On the normative question whether traditionalist Catholics ought to
refrain from making common cause with evangelicals over "culture wars"
political and legal issues, I'll stay out of that question on list.  On
the empirical question whether they are likely to continue to do so, I
would just say that there are powerful factors driving the two together
that are more than just a happenstance convergence on particular issues.
I would emphasize that there can be and is convergence on political,
legal, and cultural matters without there necessarily being any
convergence on matters such as liturgy, church polity (episcopal vs.
congregational), papal leadership, etc.  On the political and legal
matters, the underlying convergence comes largely on the powerful issue
of how secular the government should be; these groups both resist the
idea of a highly secular government (which in our present situation also
correlates, though not perfectly, with the idea of a relatively secular
public square).  Whatever one thinks normatively about that question, I
don't see its importance going away.
 
Tom Berg
University of St. Thomas (Minnesota) 
 
 
 
-----Original Message-----
From: Newsom Michael [mailto:[EMAIL PROTECTED] 

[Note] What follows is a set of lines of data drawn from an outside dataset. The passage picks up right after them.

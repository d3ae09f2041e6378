//! `browse/*` commands.

use crate::connection::Connection;
use crate::error::ClientError;
use crate::player::{check_playlist_name, range};
use crate::types::{decode, AddCriteria, BrowseResult, MusicSourceInfo, SearchCriteriaInfo};
use heos_protocol::{Command, Query};
use serde_json::Value;

/// Largest page a browse or search returns.
pub const MAX_BROWSE_COUNT: i64 = 50;

pub async fn get_music_sources(
    connection: &Connection,
) -> Result<Vec<MusicSourceInfo>, ClientError> {
    decode(connection.send(Command::GetMusicSources, Query::new()).await?)
}

pub async fn get_source_info(
    connection: &Connection,
    sid: i64,
) -> Result<MusicSourceInfo, ClientError> {
    let query = Query::new().with("sid", sid);
    decode(connection.send(Command::GetSourceInfo, query).await?)
}

/// Browses a source, or a container within it.
///
/// Paging only applies to containers; top-level source listings are returned
/// whole.
pub async fn browse(
    connection: &Connection,
    sid: i64,
    cid: Option<&str>,
    from: i64,
    count: i64,
) -> Result<BrowseResult, ClientError> {
    let range = range(from, count, MAX_BROWSE_COUNT)?;
    let mut query = Query::new().with("sid", sid);
    if let Some(cid) = cid {
        query = query.with("cid", cid).with("range", range);
    }
    decode(connection.send(Command::Browse, query).await?)
}

pub async fn get_search_criteria(
    connection: &Connection,
    sid: i64,
) -> Result<Vec<SearchCriteriaInfo>, ClientError> {
    let query = Query::new().with("sid", sid);
    decode(connection.send(Command::GetSearchCriteria, query).await?)
}

pub async fn search(
    connection: &Connection,
    sid: i64,
    search: &str,
    scid: i64,
    from: i64,
    count: i64,
) -> Result<BrowseResult, ClientError> {
    if search.is_empty() {
        return Err(ClientError::validation("search string must not be empty"));
    }
    let query = Query::new()
        .with("sid", sid)
        .with("search", search)
        .with("scid", scid)
        .with("range", range(from, count, MAX_BROWSE_COUNT)?);
    decode(connection.send(Command::Search, query).await?)
}

/// Plays a station from a source.
pub async fn play_station(
    connection: &Connection,
    pid: i64,
    sid: i64,
    mid: &str,
    name: &str,
    cid: Option<&str>,
) -> Result<(), ClientError> {
    let query = Query::new()
        .with("pid", pid)
        .with("sid", sid)
        .with_opt("cid", cid)
        .with("mid", mid)
        .with("name", name);
    connection.send(Command::PlayStream, query).await?;
    Ok(())
}

pub async fn play_url(connection: &Connection, pid: i64, url: &str) -> Result<(), ClientError> {
    let query = Query::new().with("pid", pid).with("url", url);
    connection.send(Command::PlayStream, query).await?;
    Ok(())
}

/// Plays a HEOS favorite; presets are numbered from 1.
pub async fn play_preset(
    connection: &Connection,
    pid: i64,
    preset: i64,
) -> Result<(), ClientError> {
    if preset < 1 {
        return Err(ClientError::validation("preset must be greater or equal to 1"));
    }
    let query = Query::new().with("pid", pid).with("preset", preset);
    connection.send(Command::PlayPreset, query).await?;
    Ok(())
}

/// Plays an input such as `inputs/aux_in_1`, optionally from another player `spid`.
pub async fn play_input(
    connection: &Connection,
    pid: i64,
    input: &str,
    spid: Option<i64>,
) -> Result<(), ClientError> {
    let query = Query::new()
        .with("pid", pid)
        .with_opt("spid", spid)
        .with("input", input);
    connection.send(Command::PlayInput, query).await?;
    Ok(())
}

/// Adds a container, or a single track of it when `mid` is given, to the queue.
pub async fn add_to_queue(
    connection: &Connection,
    pid: i64,
    sid: i64,
    cid: &str,
    criteria: AddCriteria,
    mid: Option<&str>,
) -> Result<(), ClientError> {
    let query = Query::new()
        .with("pid", pid)
        .with("sid", sid)
        .with("cid", cid)
        .with("aid", criteria as i64)
        .with_opt("mid", mid);
    connection.send(Command::AddToQueue, query).await?;
    Ok(())
}

pub async fn rename_playlist(
    connection: &Connection,
    sid: i64,
    cid: &str,
    name: &str,
) -> Result<(), ClientError> {
    check_playlist_name(name)?;
    let query = Query::new().with("sid", sid).with("cid", cid).with("name", name);
    connection.send(Command::RenamePlaylist, query).await?;
    Ok(())
}

pub async fn delete_playlist(
    connection: &Connection,
    sid: i64,
    cid: &str,
) -> Result<(), ClientError> {
    let query = Query::new().with("sid", sid).with("cid", cid);
    connection.send(Command::DeletePlaylist, query).await?;
    Ok(())
}

pub async fn retrieve_metadata(
    connection: &Connection,
    sid: i64,
    cid: &str,
) -> Result<Value, ClientError> {
    let query = Query::new().with("sid", sid).with("cid", cid);
    connection.send(Command::RetrieveMetadata, query).await
}

pub async fn get_service_options(connection: &Connection, sid: i64) -> Result<Value, ClientError> {
    let query = Query::new().with("sid", sid);
    connection.send(Command::GetServiceOptions, query).await
}

/// Applies a service option; `values` carries the option specific parameters.
pub async fn set_service_option(
    connection: &Connection,
    sid: i64,
    option: i64,
    values: Query,
) -> Result<Value, ClientError> {
    let mut query = values;
    query.set("sid", sid);
    query.set("option", option);
    connection.send(Command::SetServiceOption, query).await
}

Sent: Wednesday, November 02, 2005 4:45 PM
To: Law & Religion issues for Law Academics
Subject: RE: FYI: An Interesting "See You at the Pole" Case
 
Tom and I read the tea leaves somewhat differently.  I am not sure that
the critical divide is intradenominational conflict between liberals and
traditionalists.  For that to be true one has to pretend that the
previous 500 years or so have left little to no imprint on the attitudes
of Catholics and Protestants towards each other.  I don't know what has
happened since 1970 to cause such collective amnesia. 
 
Tom discounts the possibility that all that we may be witnessing is an
interest-convergence between conservatives in various religious
traditions which, by its own force is not enough to wipe out 500 years
of history.  There is still some denominational integrity left in
America.  The great danger, one that Herberg noted 50 years ago, is that
that integrity may be in trouble, especially for Catholics and Jews.
 
The real issue is whether conservative Catholics and Jews will recover
their senses and defend the integrity of their religious traditions.  Is
it more important to be Catholic, or is it more important to be a
[white] conservative?  The answer to this question is not apparent,
although I think that Tom believes that it is.